Sylvia Lawry (pictured in the left) was born in Brooklyn in 1915. While attending college to become a lawyer, her younger brother Bernard (pictured in the right) began experiencing visual and balance problems. These problems proved to be early symptoms of MS. For several years the family pursued cures without success and one day Ms. Lawry placed a small classified notice in The New York Times in 1945: “Multiple Sclerosis. Will anyone recovered from it please communicate with patient.”

More than 50 replies came back from individuals as desperate as she to find encouraging news about MS. It was then that Sylvia Lawry realized the need for an organized effort to finance and stimulate research into the cure, treatment, and cause of Multiple Sclerosis. On March 11, 1946, Ms. Lawry, one lone woman, gathered 20 of the nation’s most prominent research scientists and founded what today is known as the National Multiple Sclerosis Society. From these humble beginnings, Ms. Lawry lived her life in devotion to the pursuit of a world free of MS.

As Bernard’s health continued to weaken, eventually succumbing to MS-related causes in 1972, Sylvia Lawry recognized there were millions just like her brother in need of help. With the help of Senator Charles Tobey of New Hampshire, who had a daughter with MS, Ms. Lawry personally lobbied Congress and convinced them to adopt legislation on August 15, 1950, establishing what is now the National Institute of Neurological Disorders and Stroke (NINDS). Until then, government interest in MS was minimal with research expenditures only totaling approximately $14,000. Since then, government appropriations to the Institute have steadily increased, until today they have passed the $1.5 billion milestone, approximately $110 million which directly impacts multiple sclerosis.

Sylvia Lawry pursued her dream of an MS-free world for more than half a century. Although her vision for a cure is not yet a reality, the National MS Society that she alone founded has devoted more than $600 million to MS research since 1946. The passion and hard work of one young woman has resulted in an organization that today has a 50-state network of chapters expending nearly $126 million a year to serve over one million people and which devotes more than $46 million each year to support over 440 research projects internationally. http://www.nationalmssociety.org/, the Society’s web site, receives nearly two million visitors each month. Momentum, the Society’s award-winning quarterly magazine has a readership of over one million.

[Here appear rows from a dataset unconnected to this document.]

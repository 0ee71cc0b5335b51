//! The internal API the gateway proxies to: bot configuration and
//! lifecycle, account management, and the feature-level admin surfaces
//! (delivery queue, automatic-reply queue, group tracking history). Every
//! route trusts `X-User-Id`/`X-User-Role` from `guard::Identity`, set only
//! by a gateway that has already authenticated the caller — this service
//! is never meant to face the public internet directly.

pub mod automatic_bot_reply;
pub mod bots;
pub mod delivery_queue;
pub mod group_tracking;
pub mod guard;
pub mod resources;
pub mod users;

use std::sync::Arc;

use rocket::fairing::AdHoc;
use rocket::serde::json::Json;
use rocket::{catch, Build, Rocket};
use rocket_cors::CorsOptions;

use crate::config::Config;
use crate::db::Db;
use crate::state::AppState;

#[catch(401)]
fn unauthorized() -> Json<serde_json::Value> {
    Json(serde_json::json!({"detail": "Authentication required"}))
}

#[catch(403)]
fn forbidden() -> Json<serde_json::Value> {
    Json(serde_json::json!({"detail": "Permission denied"}))
}

#[catch(404)]
fn not_found() -> Json<serde_json::Value> {
    Json(serde_json::json!({"detail": "Not found"}))
}

pub async fn build_rocket(db: Db, config: Config) -> anyhow::Result<Rocket<Build>> {
    let state = AppState::build(db, config).await?;
    state.spawn_background_tasks();

    let figment = rocket::Config::figment().merge(("limits.json", 1024 * 1024));
    let cors = CorsOptions::default().to_cors().expect("failed to build CORS fairing");

    Ok(rocket::custom(figment)
        .manage(state)
        .attach(cors)
        .attach(AdHoc::on_shutdown("App Shutdown", |rocket| {
            Box::pin(async move {
                if let Some(state) = rocket.state::<Arc<AppState>>() {
                    state.shutdown().await;
                }
            })
        }))
        .register("/", rocket::catchers![unauthorized, forbidden, not_found])
        .mount(
            "/",
            rocket::routes![
                bots::list_bots,
                bots::list_bots_status,
                bots::get_configuration_schema,
                bots::get_bot_defaults,
                bots::get_bot_info,
                bots::get_bot_status,
                bots::get_bot_configuration,
                bots::save_bot_configuration,
                bots::patch_bot_configuration,
                bots::delete_bot,
                bots::link_bot,
                bots::unlink_bot,
                bots::reload_bot,
                users::list_users,
                users::list_users_status,
                users::get_user,
                users::create_user,
                users::update_user_full,
                users::update_user_partial,
                users::delete_user,
                users::reset_password,
                users::validate_user_id,
                users::validate_email,
                automatic_bot_reply::get_bot_queue,
                automatic_bot_reply::clear_all_bot_queues,
                automatic_bot_reply::clear_correspondent_queue,
                group_tracking::get_all_tracked_messages,
                group_tracking::get_group_tracked_messages,
                group_tracking::delete_all_tracked_messages,
                group_tracking::delete_group_tracked_messages,
                delivery_queue::get_delivery_queue,
                delivery_queue::delete_delivery_item,
                resources::list_timezones,
                resources::list_languages,
            ],
        ))
}
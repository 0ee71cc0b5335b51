use rocket::http::Status;
use rocket::response::{self, Responder, Response};
use rocket::serde::json::Json;
use rocket::Request;
use serde_json::json;

/// Domain error kinds, matching the taxonomy in the platform's error design:
/// configuration, provider connection/auth/transient/message/fatal, validation,
/// permission, rate-limit, lockout, not-found, conflict, upstream-timeout.
#[derive(Debug, thiserror::Error)]
pub enum AppError {
    #[error("configuration error: {0}")]
    Configuration(String),

    #[error("provider connection error: {0}")]
    ProviderConnection(String),

    #[error("provider authentication error: {0}")]
    ProviderAuth(String),

    #[error("provider transient error: {0}")]
    ProviderTransient(String),

    #[error("provider message error: {0}")]
    ProviderMessage(String),

    #[error("provider fatal error: {0}")]
    ProviderFatal(String),

    #[error("validation error: {0}")]
    Validation(String),

    #[error("permission denied")]
    Permission,

    #[error("rate limited, retry after {retry_after_secs}s")]
    RateLimited { retry_after_secs: u64 },

    #[error("account locked until {locked_until}")]
    AccountLocked {
        locked_until: chrono::DateTime<chrono::Utc>,
        retry_after_secs: u64,
    },

    #[error("not found: {0}")]
    NotFound(String),

    #[error("conflict: {0}")]
    Conflict(String),

    #[error("upstream timeout: {0}")]
    UpstreamTimeout(String),

    #[error("database error: {0}")]
    Database(#[from] mongodb::error::Error),

    #[error("upstream request error: {0}")]
    Upstream(#[from] reqwest::Error),
}

impl AppError {
    fn status(&self) -> Status {
        match self {
            AppError::Configuration(_) | AppError::Validation(_) => Status::BadRequest,
            AppError::ProviderConnection(_) => Status::ServiceUnavailable,
            AppError::ProviderAuth(_) => Status::Unauthorized,
            AppError::ProviderTransient(_) | AppError::ProviderMessage(_) => Status::BadGateway,
            AppError::ProviderFatal(_) => Status::InternalServerError,
            AppError::Permission => Status::Forbidden,
            AppError::RateLimited { .. } => Status::TooManyRequests,
            AppError::AccountLocked { .. } => Status::Locked,
            AppError::NotFound(_) => Status::NotFound,
            AppError::Conflict(_) => Status::Conflict,
            AppError::UpstreamTimeout(_) => Status::GatewayTimeout,
            AppError::Database(_) => Status::InternalServerError,
            AppError::Upstream(_) => Status::BadGateway,
        }
    }
}

impl<'r, 'o: 'r> Responder<'r, 'o> for AppError {
    fn respond_to(self, req: &'r Request<'_>) -> response::Result<'o> {
        let status = self.status();
        let mut body = json!({ "detail": self.to_string() });

        if let AppError::RateLimited { retry_after_secs } = &self {
            body["retry_after_secs"] = json!(retry_after_secs);
        }
        if let AppError::AccountLocked { locked_until, retry_after_secs } = &self {
            body["locked_until"] = json!(locked_until.to_rfc3339());
            body["retry_after_secs"] = json!(retry_after_secs);
        }

        tracing::warn!(error = %self, status = %status, "request failed");

        let mut response = Response::build_from(Json(body).respond_to(req)?)
            .status(status)
            .finalize();

        if let AppError::RateLimited { retry_after_secs } = &self {
            response.set_raw_header("Retry-After", retry_after_secs.to_string());
        }
        if let AppError::AccountLocked { retry_after_secs, .. } = &self {
            response.set_raw_header("Retry-After", retry_after_secs.to_string());
        }

        Ok(response)
    }
}

pub type AppResult<T> = Result<T, AppError>;
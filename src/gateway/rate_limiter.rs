//! Sliding-window login rate limiting, keyed per client IP. Same
//! retain-then-push approach as the platform's general-purpose rate
//! limiter, narrowed to the one thing the gateway needs: 10 login attempts
//! per minute per IP.

use std::collections::HashMap;
use std::sync::Mutex;
use std::time::{Duration, Instant};

pub const MAX_ATTEMPTS: usize = 10;
pub const WINDOW_SECS: u64 = 60;

pub struct RateLimiter {
    attempts: Mutex<HashMap<String, Vec<Instant>>>,
}

impl Default for RateLimiter {
    fn default() -> Self {
        Self::new()
    }
}

impl RateLimiter {
    pub fn new() -> Self {
        RateLimiter {
            attempts: Mutex::new(HashMap::new()),
        }
    }

    fn cleanup(entries: &mut Vec<Instant>, now: Instant, window: Duration) {
        entries.retain(|t| now.duration_since(*t) < window);
    }

    /// Returns `Ok(())` if under the limit, `Err(retry_after_secs)` otherwise.
    /// Does not record an attempt either way — callers record separately
    /// after their own lockout checks pass, mirroring the staged checks of
    /// the original login flow.
    pub fn check(&self, ip: &str) -> Result<(), u64> {
        let window = Duration::from_secs(WINDOW_SECS);
        let now = Instant::now();
        let mut attempts = self.attempts.lock().unwrap_or_else(|e| e.into_inner());
        let entries = attempts.entry(ip.to_string()).or_default();
        Self::cleanup(entries, now, window);

        if entries.len() >= MAX_ATTEMPTS {
            let oldest = *entries.iter().min().expect("non-empty after len check");
            let elapsed = now.duration_since(oldest);
            let retry_after = (window - elapsed).as_secs() + 1;
            return Err(retry_after);
        }
        Ok(())
    }

    pub fn record(&self, ip: &str) {
        let now = Instant::now();
        let window = Duration::from_secs(WINDOW_SECS);
        let mut attempts = self.attempts.lock().unwrap_or_else(|e| e.into_inner());
        let entries = attempts.entry(ip.to_string()).or_default();
        entries.push(now);
        Self::cleanup(entries, now, window);
    }

    pub fn reset(&self, ip: &str) {
        self.attempts.lock().unwrap_or_else(|e| e.into_inner()).remove(ip);
    }
}

#[cfg(test)]
mod tests {
    use super::*;

    #[test]
    fn allows_up_to_the_limit() {
        let limiter = RateLimiter::new();
        for _ in 0..MAX_ATTEMPTS {
            assert!(limiter.check("1.2.3.4").is_ok());
            limiter.record("1.2.3.4");
        }
        assert!(limiter.check("1.2.3.4").is_err());
    }

    #[test]
    fn tracks_ips_independently() {
        let limiter = RateLimiter::new();
        for _ in 0..MAX_ATTEMPTS {
            limiter.record("1.2.3.4");
        }
        assert!(limiter.check("1.2.3.4").is_err());
        assert!(limiter.check("5.6.7.8").is_ok());
    }

    #[test]
    fn reset_clears_the_window() {
        let limiter = RateLimiter::new();
        for _ in 0..MAX_ATTEMPTS {
            limiter.record("1.2.3.4");
        }
        assert!(limiter.check("1.2.3.4").is_err());
        limiter.reset("1.2.3.4");
        assert!(limiter.check("1.2.3.4").is_ok());
    }
}
use chrono::Utc;

use crate::models::DeliveryJob;
use crate::provider::ChatProvider;

use super::super::actionable_item_formatter;
use super::ProcessError;

pub async fn process(job: &DeliveryJob, provider: &dyn ChatProvider, language_code: &str) -> Result<(), ProcessError> {
    let recipient = provider.own_identifier().await.unwrap_or_else(|| job.destination.user_id.clone());

    let caption = actionable_item_formatter::format_card(&job.content, language_code);
    let ics_bytes = actionable_item_formatter::generate_ics(&job.content, Utc::now().naive_utc());
    let filename = format!("task_{}.ics", &job.message_id[..job.message_id.len().min(8)]);

    provider
        .send_file(&recipient, ics_bytes, &filename, "text/calendar", Some(&caption))
        .await?;
    Ok(())
}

Sylvia Lawry was an unlikely activist. After her brother was diagnosed with Multiple Sclerosis she recognized that there were other families across the nation touched by MS, like hers, that needed support and resources to help deal with the disease. Sylvia Lawry was one young amazing woman who became the change she wanted to see in the world.
Sylvia Lawry: 1915-2001

And you thought you were just one person!

Dream Big,
“Captain Crunch”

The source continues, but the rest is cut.